Intervento di chirurgia colorettale mini-invasiva con tecnica laparoscopica all’ospedale “Giuseppe Tatarella” di Cerignola, dove una paziente di 87 anni, affetta da una lesione occludente del colon destro, è stata sottoposta con successo a un’operazione che si è conclusa con le dimissioni avvenute oggi.
La donna era stata inizialmente ricoverata presso la Unità Operativa Complessa di Medicina Interna e successivamente trasferita nel reparto di Chirurgia Generale, diretto dal dottor Giovanni Bisceglia, dove è stata eseguita la procedura laparoscopica. L’équipe chirurgica ha effettuato la resezione del tratto intestinale interessato, seguita dal ripristino della continuità intestinale mediante ricostruzione intracorporea, utilizzando una tecnica mini-invasiva.
La gestione del caso ha richiesto un approccio multidisciplinare, reso necessario anche dall’età avanzata della paziente. Il percorso assistenziale ha coinvolto la U.O.C. di Medicina Interna, diretta dalla dottoressa Marika Pipino, il Servizio di Anestesia e Rianimazione, guidato dal dottor Dario Galante, e la U.O.C. di Cardiologia, diretta dal dottor Vito Sollazzo.
La collaborazione tra le diverse strutture ospedaliere ha consentito di seguire la paziente in ogni fase del percorso terapeutico, dalla preparazione all’intervento fino al decorso post-operatorio e alle dimissioni.

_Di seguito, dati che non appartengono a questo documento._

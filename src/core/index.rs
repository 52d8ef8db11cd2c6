//! Per-model search handle

use crate::config::ElasticConfig;
use crate::core::document::{DEFAULT_FUZZINESS, MoreLikeThis, QueryDocument};
use crate::core::error::SearchResult;
use crate::core::hydrate::{Hydrator, ModelHydrator, RawHydrator, ResultCollection};
use crate::core::model::Model;
use crate::core::query::{QueryBuilder, QueryDefaults};
use crate::core::searcher::{SearchTarget, Searcher};
use serde_json::Value;
use std::sync::Arc;

/// Everything needed to run queries against one index: the backend, the
/// target, compilation defaults and the hydration strategy.
///
/// Cheap to share behind an `Arc`; each [`query`](Self::query) call starts a
/// fresh builder.
pub struct SearchIndex<H> {
    searcher: Arc<dyn Searcher>,
    target: SearchTarget,
    defaults: QueryDefaults,
    hydrator: H,
}

impl<M: Model> SearchIndex<ModelHydrator<M>> {
    /// Index for model `M`.
    ///
    /// The index name comes from `M::index_name()` or the configured default,
    /// the document type from `M::type_name()`.
    pub fn for_model(searcher: Arc<dyn Searcher>, config: &ElasticConfig) -> Self {
        let index = M::index_name().unwrap_or(config.index.as_str());
        Self::new(
            searcher,
            SearchTarget::new(index, M::type_name()),
            config.query_defaults(),
            ModelHydrator::new(),
        )
    }
}

impl SearchIndex<RawHydrator> {
    /// Index returning raw hits, for callers without a model
    pub fn raw(searcher: Arc<dyn Searcher>, target: SearchTarget, config: &ElasticConfig) -> Self {
        Self::new(searcher, target, config.query_defaults(), RawHydrator)
    }
}

impl<H: Hydrator> SearchIndex<H> {
    pub fn new(
        searcher: Arc<dyn Searcher>,
        target: SearchTarget,
        defaults: QueryDefaults,
        hydrator: H,
    ) -> Self {
        Self {
            searcher,
            target,
            defaults,
            hydrator,
        }
    }

    pub fn target(&self) -> &SearchTarget {
        &self.target
    }

    pub fn defaults(&self) -> &QueryDefaults {
        &self.defaults
    }

    /// Start a new query
    pub fn query(&self) -> QueryBuilder<'_, H> {
        QueryBuilder::new(self)
    }

    /// Execute a pre-built document and hydrate the hits
    pub async fn search(&self, document: QueryDocument) -> SearchResult<ResultCollection<H::Output>> {
        tracing::debug!(
            target_path = %self.target,
            size = ?document.size,
            from = ?document.from,
            "executing search"
        );

        let mut response = self.searcher.execute(&self.target, &document).await?;

        tracing::debug!(
            target_path = %self.target,
            hits = response.hits.len(),
            total = ?response.total,
            "search completed"
        );

        let items = std::mem::take(&mut response.hits)
            .into_iter()
            .map(|hit| self.hydrator.from_hit(hit))
            .collect::<SearchResult<Vec<_>>>()?;

        Ok(ResultCollection::new(items, &response))
    }

    /// Count documents matching a pre-built document
    pub async fn count(&self, document: QueryDocument) -> SearchResult<u64> {
        let total = self.searcher.count(&self.target, &document).await?;
        tracing::debug!(target_path = %self.target, total, "count completed");
        Ok(total)
    }

    /// `multi_match` over `fields`
    pub async fn multi_match<F, S>(
        &self,
        fields: F,
        text: impl Into<Value>,
    ) -> SearchResult<ResultCollection<H::Output>>
    where
        F: IntoIterator<Item = S>,
        S: Into<String>,
    {
        self.search(QueryDocument::multi_match(fields, text)).await
    }

    /// `fuzzy` query with `AUTO` fuzziness
    pub async fn fuzzy(
        &self,
        field: &str,
        value: impl Into<Value>,
    ) -> SearchResult<ResultCollection<H::Output>> {
        self.fuzzy_with(field, value, DEFAULT_FUZZINESS).await
    }

    /// `fuzzy` query with explicit fuzziness
    pub async fn fuzzy_with(
        &self,
        field: &str,
        value: impl Into<Value>,
        fuzziness: &str,
    ) -> SearchResult<ResultCollection<H::Output>> {
        self.search(QueryDocument::fuzzy(field, value, fuzziness)).await
    }

    /// Documents with the given ids
    pub async fn ids<I, V>(&self, values: I) -> SearchResult<ResultCollection<H::Output>>
    where
        I: IntoIterator<Item = V>,
        V: Into<Value>,
    {
        self.search(QueryDocument::ids(values)).await
    }

    /// `more_like_this` with default tuning
    pub async fn more_like_this<F, S, I, V>(
        &self,
        fields: F,
        ids: I,
    ) -> SearchResult<ResultCollection<H::Output>>
    where
        F: IntoIterator<Item = S>,
        S: Into<String>,
        I: IntoIterator<Item = V>,
        V: Into<Value>,
    {
        self.more_like_this_with(fields, ids, &MoreLikeThis::default())
            .await
    }

    pub async fn more_like_this_with<F, S, I, V>(
        &self,
        fields: F,
        ids: I,
        params: &MoreLikeThis,
    ) -> SearchResult<ResultCollection<H::Output>>
    where
        F: IntoIterator<Item = S>,
        S: Into<String>,
        I: IntoIterator<Item = V>,
        V: Into<Value>,
    {
        self.search(QueryDocument::more_like_this(fields, ids, params))
            .await
    }
}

“Intervenire chirurgicamente su una paziente fragile rappresenta una sfida che richiede esperienza, competenza ed un approccio fortemente integrato tra specialisti”, ha spiegato il dottor Giovanni Bisceglia, direttore della U.O.C. di Chirurgia Generale del Presidio Ospedaliero Tatarella. “La possibilità di utilizzare una tecnica mini-invasiva laparoscopica ha permesso di ridurre l’impatto dell’intervento, garantendo comunque il trattamento oncologicamente e chirurgicamente adeguato della patologia. Questo risultato è frutto del lavoro di squadra di tutti i professionisti coinvolti e conferma l’importanza della collaborazione multidisciplinare”.
Soddisfazione è stata espressa anche dalla direttrice generale di ASL Foggia, Tiziana Dimatteo, che ha sottolineato il valore dell’integrazione tra competenze e innovazione. “La qualità dell’assistenza nasce dalla capacità di integrare professionalità diverse, innovazione tecnologica e percorsi di cura efficaci, garantendo risposte adeguate anche nei casi più complessi. Questo risultato conferma l’impegno di ASL Foggia nel rafforzare la prossimità dei servizi e nel valorizzare i Presidi Ospedalieri del territorio, offrendo ai cittadini cure sempre più qualificate e sicure”.